The original idea for a Korean War Memorial came from a Korean woman who was saved by American troops during the Korean War. It was designed by Cooper-Lecky Architects The Korean War Veterans Memorial was authorized by the U.S. Congress (Public Law 99-572) on October 28, 1986.
Today the Korean War memorial is being used for the same purpose it did ten years ago and that is to honor members of the United States Armed Forces who served in the Korean War. There are 19 life like stainless steel statues that are all a little over 7 feet tall and weight nearly 1,000 pounds. They represent an American squad on patrol in Korea. Juniper bushes and strips of granite represent the rugged terrain in Korea.
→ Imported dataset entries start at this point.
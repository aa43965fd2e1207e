//! seqdiff CLI
//!
//! Command-line interface for comparing files and words

use clap::{Parser, Subcommand};
use seqdiff_core::logging_facility::{init, Profile};

mod commands;

#[derive(Debug, Parser)]
#[command(name = "seqdiff")]
#[command(about = "seqdiff - Compare sequences of lines and words", long_about = None)]
struct Cli {
    /// Log operations to stderr
    #[arg(short, long, global = true)]
    verbose: bool,

    #[command(subcommand)]
    command: Commands,
}

#[derive(Debug, Subcommand)]
enum Commands {
    /// Unified diff of two files
    Unified(commands::diff::PatchArgs),
    /// Context diff of two files
    Context(commands::diff::PatchArgs),
    /// Line-by-line delta with intraline hints
    Ndiff(commands::diff::NdiffArgs),
    /// Edit operations turning one file into the other
    Opcodes(commands::diff::OpcodesArgs),
    /// Similarity ratios of two files
    Ratio(commands::ratio::RatioArgs),
    /// Best close matches for a word
    Close(commands::close::CloseArgs),
}

fn main() {
    let cli = Cli::parse();

    if cli.verbose {
        init(Profile::Development);
    }

    let result = match cli.command {
        Commands::Unified(args) => commands::diff::execute_unified(args),
        Commands::Context(args) => commands::diff::execute_context(args),
        Commands::Ndiff(args) => commands::diff::execute_ndiff(args),
        Commands::Opcodes(args) => commands::diff::execute_opcodes(args),
        Commands::Ratio(args) => commands::ratio::execute(args),
        Commands::Close(args) => commands::close::execute(args),
    };

    if let Err(e) = result {
        eprintln!("Error: {}", e);
        std::process::exit(1);
    }
}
There is a 164 foot long, 8 inch thick highly polished "Academy Black" granite wall that weights more than 100 tons. More than 2,500 photographic, images are sandblasted onto the wall representing the land, sea and air troops who supported those who fought in the war. There is a Pool of Remembrance to honor the dead and missing, in the pool area there is a peninsula it symbolizes the Republic of Korea, which is a peninsula The Soldier’s ponchos look like they are blowing in the wind; this represents the harsh weather in Korea.
The statues are different ethnic groups such as African American, Caucasian, Native American, Hispanic, and Asian. The southern area of the memorial has Sharon hibiscus plants because that is the national flower of South Korea.
The total cost for the Korean war memorial was 16.5 million dollars. The memorial memorialized the Korean war (from 1950 to 1953). The memorial is in the form of a triangle intersecting a circle. Next to the “Pool of Remembrance” there is a list of the number of American and United Nation’s soldiers killed, wounded, missing in action, and pows. In 1993 the two-ton memorial was set in place by a helicopter.